CVE-2024-39720 is a vulnerability identified in the Ollama software prior to version 0.1.46. The flaw arises from insufficient validation and handling of GGUF files uploaded via HTTP requests. An attacker can exploit this by sending two HTTP requests: the first uploads a malformed GGUF file containing only 4 bytes beginning with the GGUF custom magic header, and the second involves a custom Modelfile that includes a FROM statement pointing to the attacker-controlled blob file. When the application processes this Modelfile through the CreateModel route, it attempts to read or parse the malformed GGUF file, leading to an out-of-bounds memory access and causing a segmentation fault (SIGSEGV). This results in the application crashing, effectively causing a denial-of-service condition. The vulnerability is categorized under CWE-125, indicating an out-of-bounds read error. The CVSS v3.1 base score is 8.2, with the vector indicating the attack can be performed remotely over the network without any privileges or user interaction, impacting availability severely and confidentiality to a limited extent. No patches or exploits are currently publicly available, but the issue is documented and should be addressed promptly. The vulnerability affects all versions of Ollama before 0.1.46, though exact affected versions are not specified. The attack surface includes any exposed HTTP endpoints that accept GGUF file uploads and process Modelfiles, making it critical for organizations running Ollama in production environments to assess exposure and apply mitigations.

The primary impact of CVE-2024-39720 is a denial-of-service condition caused by application crashes due to segmentation faults. This can disrupt services relying on Ollama, potentially halting AI model loading or inference workflows that depend on the CreateModel route. While the confidentiality and integrity impacts are limited, the availability impact is high, especially for organizations using Ollama in production or critical environments. Attackers can exploit this vulnerability remotely without authentication or user interaction, increasing the risk of widespread disruption. Systems exposed to the internet or untrusted networks are particularly vulnerable. This could lead to operational downtime, loss of productivity, and potential cascading failures in dependent systems. Given the nature of the vulnerability, it does not appear to allow code execution or data leakage but could be leveraged as part of a broader attack chain to degrade service or distract defenders.

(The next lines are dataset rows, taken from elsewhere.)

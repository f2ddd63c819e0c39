use chrono::{DateTime, Local};
use rand::Rng;

use crate::color::Rgb;
use crate::difficulty::DifficultyProfile;
use crate::effects::{Effect, EffectTag};
use crate::field::{EntityField, FieldDims};
use crate::particles::{ParticleSystem, BURST_SIZE};
use crate::spawner::EntitySpawner;
use crate::stats::percentage;

/// Dropped characters that end a session
pub const MISS_LIMIT: u32 = 10;

/// Counters for one play session
#[derive(Debug, Clone, PartialEq)]
pub struct SessionStats {
    pub score: u32,
    pub missed: u32,
    pub level: u32,
    pub combo: u32,
    pub max_combo: u32,
    pub spawn_timer: u32,
    pub total_keys_pressed: u32,
    pub correct_keys_pressed: u32,
    pub accuracy: u32,
    pub started_at: DateTime<Local>,
}

impl SessionStats {
    pub fn new(started_at: DateTime<Local>) -> Self {
        Self {
            score: 0,
            missed: 0,
            level: 1,
            combo: 0,
            max_combo: 0,
            spawn_timer: 0,
            total_keys_pressed: 0,
            correct_keys_pressed: 0,
            accuracy: 100,
            started_at,
        }
    }

    /// Count a correct press. Returns true when this press levelled up.
    pub fn record_hit(&mut self) -> bool {
        self.total_keys_pressed += 1;
        self.correct_keys_pressed += 1;
        self.score += 1 + self.combo;
        self.combo += 1;
        self.max_combo = self.max_combo.max(self.combo);
        self.refresh_accuracy();

        if self.score > self.level * 100 {
            self.level += 1;
            true
        } else {
            false
        }
    }

    pub fn record_wrong(&mut self) {
        self.total_keys_pressed += 1;
        self.combo = 0;
        self.refresh_accuracy();
    }

    pub fn record_drop(&mut self) {
        self.missed += 1;
        self.combo = 0;
    }

    pub fn is_over(&self) -> bool {
        self.missed >= MISS_LIMIT
    }

    fn refresh_accuracy(&mut self) {
        self.accuracy = percentage(
            self.correct_keys_pressed as u64,
            self.total_keys_pressed as u64,
        );
    }
}

/// Everything one play session owns: counters, live entities, particles.
#[derive(Debug, Clone)]
pub struct Session {
    pub stats: SessionStats,
    pub field: EntityField,
    pub particles: ParticleSystem,
    pub spawner: EntitySpawner,
    pub ticks: u64,
}

impl Session {
    pub fn new(dims: FieldDims, particles_enabled: bool, started_at: DateTime<Local>) -> Self {
        Self {
            stats: SessionStats::new(started_at),
            field: EntityField::new(dims),
            particles: ParticleSystem::new(particles_enabled),
            spawner: EntitySpawner::new(dims),
            ticks: 0,
        }
    }

    /// One simulation step: spawn, fall and drop detection, particle decay.
    pub fn advance_tick<R: Rng + ?Sized>(
        &mut self,
        rng: &mut R,
        profile: &DifficultyProfile,
        letter_effects: bool,
        effects: &mut Vec<Effect>,
    ) {
        self.ticks += 1;

        if let Some(entity) =
            self.spawner
                .maybe_spawn(rng, profile, self.stats.level, &mut self.stats.spawn_timer)
        {
            self.field.insert(entity);
        }

        let bottom = self.field.dims().height;
        for drop in self.field.advance_tick(self.ticks, letter_effects) {
            self.stats.record_drop();
            self.particles
                .spawn_burst(rng, drop.x, bottom, Rgb::RED, BURST_SIZE);
            effects.push(Effect::with_burst(EffectTag::Dropped, drop.x, bottom, Rgb::RED));
        }

        self.particles.advance_tick();
    }
}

To mitigate CVE-2024-39720, organizations should: 1) Upgrade Ollama to version 0.1.46 or later as soon as the patch is available to ensure the vulnerability is fixed. 2) Restrict network access to the Ollama HTTP endpoints that accept GGUF file uploads, limiting exposure to trusted networks or VPNs. 3) Implement input validation and filtering at the network or application layer to detect and block malformed GGUF files or suspicious Modelfiles containing FROM statements referencing untrusted sources. 4) Monitor application logs and network traffic for unusual upload patterns or repeated segmentation faults indicative of exploitation attempts. 5) Employ runtime protections such as memory safety tools or container isolation to reduce the impact of crashes. 6) Conduct regular security assessments and penetration tests focusing on file upload functionalities. 7) Prepare incident response plans to quickly recover from potential denial-of-service events caused by exploitation of this vulnerability.